- Task objective
Check each line of the records below and collect those holding "playing".

======== Dataset excerpts

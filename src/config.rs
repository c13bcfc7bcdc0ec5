use crate::defaults;
use crate::error::{AdvisorError, Result};
use crate::service::types::Persona;
use serde::{Deserialize, Serialize};
use std::fs;
use std::path::{Path, PathBuf};

/// Root configuration structure
#[derive(Debug, Clone, Serialize, Deserialize, PartialEq, Default)]
#[serde(default)]
pub struct Config {
    pub service: ServiceConfig,
    pub session: SessionConfig,
    pub playback: PlaybackConfig,
    pub status: StatusConfig,
}

/// Diagnosis service connection
#[derive(Debug, Clone, Serialize, Deserialize, PartialEq)]
#[serde(default)]
pub struct ServiceConfig {
    pub base_url: String,
    /// Device model sent with each diagnosis
    pub device: String,
}

/// Interactive session behaviour
#[derive(Debug, Clone, Serialize, Deserialize, PartialEq)]
#[serde(default)]
pub struct SessionConfig {
    pub persona: Persona,
    /// Request the explanatory video after each diagnosis
    pub video: bool,
    /// External speech-to-text command; empty means typed input only
    pub capture_command: String,
}

/// Video playback controls
#[derive(Debug, Clone, Serialize, Deserialize, PartialEq)]
#[serde(default)]
pub struct PlaybackConfig {
    pub rewind_seconds: f64,
    pub tick_ms: u64,
    /// Start playing as soon as the video arrives
    pub autoplay: bool,
    /// Play narration through the speaker (needs the `cpal-audio` feature)
    pub audio: bool,
}

/// Manual registry status polling
#[derive(Debug, Clone, Serialize, Deserialize, PartialEq)]
#[serde(default)]
pub struct StatusConfig {
    pub poll_interval_secs: u64,
}

impl Default for ServiceConfig {
    fn default() -> Self {
        Self {
            base_url: defaults::BASE_URL.to_string(),
            device: defaults::DEVICE.to_string(),
        }
    }
}

impl Default for SessionConfig {
    fn default() -> Self {
        Self {
            persona: Persona::default(),
            video: true,
            capture_command: String::new(),
        }
    }
}

impl Default for PlaybackConfig {
    fn default() -> Self {
        Self {
            rewind_seconds: defaults::REWIND_SECONDS,
            tick_ms: defaults::TICK_MS,
            autoplay: false,
            audio: true,
        }
    }
}

impl Default for StatusConfig {
    fn default() -> Self {
        Self {
            poll_interval_secs: defaults::STATUS_POLL_SECS,
        }
    }
}

const TEMPLATE: &str = r#"# advisor configuration
# Location: ~/.config/advisor/config.toml
# Every key is optional; missing keys use the values shown here.

[service]
# Base URL of the diagnosis service (env: ADVISOR_API_URL)
base_url = "http://localhost:8000"
# Device model the manual covers (env: ADVISOR_DEVICE)
device = "TS6330"

[session]
# Technical | Presenter | Instructor (env: ADVISOR_PERSONA)
persona = "Technical"
# Request the narrated slide video after each diagnosis
video = true
# Speech-to-text command run once per capture; stdout is the question.
# Leave empty to type questions instead, e.g. "listen --once"
capture_command = ""

[playback]
# Seconds jumped back by :rewind
rewind_seconds = 10.0
# How often the slide display follows the narration (milliseconds)
tick_ms = 250
# Start playing as soon as the video arrives
autoplay = false
# Play the narration through the speaker; false shows slides silently
audio = true

[status]
# Poll interval for `advisor status --watch` (seconds)
poll_interval_secs = 5
"#;

impl Config {
    /// Load configuration from a TOML file
    ///
    /// Returns an error if the file is missing, contains invalid TOML,
    /// or holds invalid values. Missing fields use default values.
    pub fn load(path: &Path) -> Result<Self> {
        let contents = fs::read_to_string(path).map_err(|e| {
            if e.kind() == std::io::ErrorKind::NotFound {
                AdvisorError::ConfigFileNotFound {
                    path: path.display().to_string(),
                }
            } else {
                AdvisorError::Io(e)
            }
        })?;
        let config: Config = toml::from_str(&contents)?;
        config.validate()?;
        Ok(config)
    }

    /// Load configuration from a file or return defaults if file doesn't exist
    ///
    /// Only returns defaults if the file is missing.
    /// Returns errors for invalid TOML.
    pub fn load_or_default(path: &Path) -> Result<Self> {
        match Self::load(path) {
            Err(AdvisorError::ConfigFileNotFound { .. }) => Ok(Self::default()),
            other => other,
        }
    }

    /// Apply environment variable overrides
    ///
    /// Supported environment variables:
    /// - ADVISOR_API_URL → service.base_url
    /// - ADVISOR_PERSONA → session.persona
    /// - ADVISOR_DEVICE → service.device
    pub fn with_env_overrides(mut self) -> Self {
        if let Ok(url) = std::env::var("ADVISOR_API_URL")
            && !url.is_empty()
        {
            self.service.base_url = url;
        }

        if let Ok(persona) = std::env::var("ADVISOR_PERSONA")
            && !persona.is_empty()
        {
            match persona.parse() {
                Ok(persona) => self.session.persona = persona,
                Err(e) => eprintln!("advisor: ignoring ADVISOR_PERSONA: {e}"),
            }
        }

        if let Ok(device) = std::env::var("ADVISOR_DEVICE")
            && !device.is_empty()
        {
            self.service.device = device;
        }

        self
    }

    /// Get the default configuration file path
    ///
    /// Returns ~/.config/advisor/config.toml on Linux
    pub fn default_path() -> PathBuf {
        dirs::config_dir()
            .unwrap_or_else(|| PathBuf::from("."))
            .join("advisor")
            .join("config.toml")
    }

    /// Reject values that would break a session at runtime.
    pub fn validate(&self) -> Result<()> {
        let url = self.service.base_url.trim();
        if !(url.starts_with("http://") || url.starts_with("https://")) {
            return Err(invalid("service.base_url", "must start with http:// or https://"));
        }
        if !(self.playback.rewind_seconds.is_finite() && self.playback.rewind_seconds > 0.0) {
            return Err(invalid("playback.rewind_seconds", "must be a positive number"));
        }
        if self.playback.tick_ms == 0 {
            return Err(invalid("playback.tick_ms", "must be greater than 0"));
        }
        if self.status.poll_interval_secs == 0 {
            return Err(invalid("status.poll_interval_secs", "must be greater than 0"));
        }
        Ok(())
    }

    /// Read one value by dotted path (e.g. `session.persona`).
    pub fn get_value_by_path(&self, key: &str) -> Result<String> {
        let root = toml::Value::try_from(self).map_err(ser_error)?;
        let value = lookup(&root, key).ok_or_else(|| AdvisorError::ConfigUnknownKey {
            key: key.to_string(),
        })?;
        Ok(match value {
            toml::Value::String(s) => s.clone(),
            toml::Value::Table(table) => toml::to_string(table).map_err(ser_error)?,
            other => other.to_string(),
        })
    }

    /// Set one value by dotted path in the file at `path`.
    ///
    /// The value's type follows the existing field. The file is created if
    /// missing; other keys and sections are preserved.
    pub fn set_value_by_path(path: &Path, key: &str, value: &str) -> Result<()> {
        let (section, field) = key.split_once('.').ok_or_else(|| AdvisorError::ConfigUnknownKey {
            key: key.to_string(),
        })?;

        let template = toml::Value::try_from(Config::default()).map_err(ser_error)?;
        let current = lookup(&template, key).ok_or_else(|| AdvisorError::ConfigUnknownKey {
            key: key.to_string(),
        })?;
        let parsed = parse_like(current, key, value)?;

        let mut table: toml::Table = match fs::read_to_string(path) {
            Ok(contents) => toml::from_str(&contents)?,
            Err(e) if e.kind() == std::io::ErrorKind::NotFound => toml::Table::new(),
            Err(e) => return Err(AdvisorError::Io(e)),
        };

        let entry = table
            .entry(section.to_string())
            .or_insert_with(|| toml::Value::Table(toml::Table::new()));
        match entry {
            toml::Value::Table(section_table) => {
                section_table.insert(field.to_string(), parsed);
            }
            _ => {
                return Err(AdvisorError::ConfigParse {
                    message: format!("[{section}] is not a table"),
                });
            }
        }

        let config: Config = toml::Value::Table(table.clone()).try_into()?;
        config.validate()?;

        if let Some(parent) = path.parent() {
            fs::create_dir_all(parent)?;
        }
        let contents = toml::to_string_pretty(&table).map_err(ser_error)?;
        fs::write(path, contents)?;
        Ok(())
    }

    /// Render one section as TOML.
    pub fn display_section(&self, section: &str) -> Result<String> {
        let root = toml::Value::try_from(self).map_err(ser_error)?;
        match root.get(section) {
            Some(toml::Value::Table(table)) => {
                let mut wrapper = toml::Table::new();
                wrapper.insert(section.to_string(), toml::Value::Table(table.clone()));
                toml::to_string_pretty(&wrapper).map_err(ser_error)
            }
            _ => Err(AdvisorError::ConfigUnknownKey {
                key: section.to_string(),
            }),
        }
    }

    /// Render the whole configuration as TOML.
    pub fn to_display_toml(&self) -> Result<String> {
        toml::to_string_pretty(self).map_err(ser_error)
    }

    /// Commented template with every key at its default.
    pub fn dump_template() -> &'static str {
        TEMPLATE
    }
}

fn invalid(key: &str, message: &str) -> AdvisorError {
    AdvisorError::ConfigInvalidValue {
        key: key.to_string(),
        message: message.to_string(),
    }
}

fn ser_error(e: toml::ser::Error) -> AdvisorError {
    AdvisorError::ConfigParse {
        message: e.to_string(),
    }
}

fn lookup<'a>(root: &'a toml::Value, key: &str) -> Option<&'a toml::Value> {
    key.split('.')
        .try_fold(root, |value, part| value.as_table()?.get(part))
}

fn parse_like(current: &toml::Value, key: &str, raw: &str) -> Result<toml::Value> {
    let raw = raw.trim();
    match current {
        toml::Value::Boolean(_) => raw
            .parse::<bool>()
            .map(toml::Value::Boolean)
            .map_err(|_| invalid(key, "expected true or false")),
        toml::Value::Integer(_) => raw
            .parse::<i64>()
            .map(toml::Value::Integer)
            .map_err(|_| invalid(key, "expected an integer")),
        toml::Value::Float(_) => raw
            .parse::<f64>()
            .map(toml::Value::Float)
            .map_err(|_| invalid(key, "expected a number")),
        toml::Value::String(_) => Ok(toml::Value::String(raw.to_string())),
        _ => Err(AdvisorError::ConfigUnknownKey {
            key: key.to_string(),
        }),
    }
}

================

- Expected answer
    /// Start playing as soon as the video arrives
# Start playing as soon as the video arrives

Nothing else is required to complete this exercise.